LA EDAD MEDIA DEL DIAGNÓSTICO ES DE 27 AÑOS
El Estudio de la Visión en España de Baviera recoge que un 17 por ciento de la población mayor de 18 años tiene hipermetropía, mientras que la edad media de detección se sitúa en los 27 años.
Los principales desafíos para las personas con hipermetropía se encuentran en actividades cotidianas, como leer libros o revistas, una limitación que expresan el 53 por ciento de encuestados. Además, un 32 por ciento indica que su visión dificulta el trabajo o el estudio, casi un tercio (31%) reconoce molestias al usar dispositivos electrónicos, y un 25 por ciento, al conducir.
Asimismo, los momentos de ocio, como ir al cine, ver la televisión o salir, resultan problemáticos para un 19 por ciento, mientras que actividades al aire libre, como la playa o la piscina, incomodan al 14 por ciento. Solo un cuatro por ciento asegura no experimentar limitaciones en su día a día.
FORMA DE DETECCIÓN Y TRATAMIENTO
La hipermetropía se diagnostica mediante un examen oftalmológico completo que incluya cicloplejia.

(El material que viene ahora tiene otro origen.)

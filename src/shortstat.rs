// e.g. "127 files changed, 7926 insertions(+), 3954 deletions(-)"; git omits zero-count clauses.

use crate::error::{RelstatError, Result};
use crate::model::ChurnStat;

#[derive(Debug, Clone, Copy, PartialEq, Eq)]
enum Clause {
    Files,
    Insertions,
    Deletions,
    Done,
}

impl Clause {
    fn matches(self, keyword: &str) -> bool {
        match self {
            Clause::Files => keyword == "file changed" || keyword == "files changed",
            Clause::Insertions => keyword.starts_with("insertion"),
            Clause::Deletions => keyword.starts_with("deletion"),
            Clause::Done => false,
        }
    }

    fn next(self) -> Clause {
        match self {
            Clause::Files => Clause::Insertions,
            Clause::Insertions => Clause::Deletions,
            Clause::Deletions | Clause::Done => Clause::Done,
        }
    }
}

pub fn parse(summary: &str) -> Result<ChurnStat> {
    let mut stat = ChurnStat::default();
    let mut state = Clause::Files;

    for clause in summary.trim().split(',').map(str::trim).filter(|c| !c.is_empty()) {
        let (count, keyword) = clause
            .split_once(' ')
            .ok_or_else(|| RelstatError::Parse(format!("Malformed shortstat clause '{clause}'")))?;
        let count: u64 = count
            .parse()
            .map_err(|e| RelstatError::Parse(format!("Bad count in '{clause}': {e}")))?;
        let keyword = keyword.trim();

        // Skip forward over omitted clauses until one expects this keyword.
        while state != Clause::Done && !state.matches(keyword) {
            state = state.next();
        }
        match state {
            Clause::Files => stat.changed_files = count,
            Clause::Insertions => stat.insertions = count,
            Clause::Deletions => stat.deletions = count,
            Clause::Done => {
                return Err(RelstatError::Parse(format!(
                    "Unexpected shortstat clause '{clause}' in '{summary}'"
                )))
            }
        }
        state = state.next();
    }

    Ok(stat)
}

En esta evaluación se determina el grado de hipermetropía del paciente, expresado en dioptrías, así como la posible presencia de otros defectos visuales asociados, como el astigmatismo o, en los mayores de 40 años, la presbicia.
A este respecto, Llovet ha precisado que las personas con hipermetropía suelen manifestar presbicia antes o de forma más acusada, ya que el ojo tiene mayores dificultades para enfocar los objetos cercanos, condición que se va agudizando con el envejecimiento del cristalino.
En cuanto al tratamiento, suele consistir en la utilización de gafas o lentes de contacto con la graduación adecuada. Además, puede emplearse cirugía refractiva para corregir el defecto visual, bien a través de láser o con el implante de una lente intraocular; una opción u otra dependerá de la edad, graduación, características del ojo y otras particularidades del paciente.
En el caso del láser, que suele ser la opción más frecuente, se modifica la curvatura de la córnea para mejorar el enfoque visual, mientras que en la cirugía con lente intraocular se sustituye o complementa el cristalino con una lente que corrige el defecto refractivo. Estas técnicas, que se realizan desde hace más de tres décadas, han demostrado ser seguras, eficaces y altamente predecibles, permitiendo corregir en una misma intervención otros problemas visuales asociados.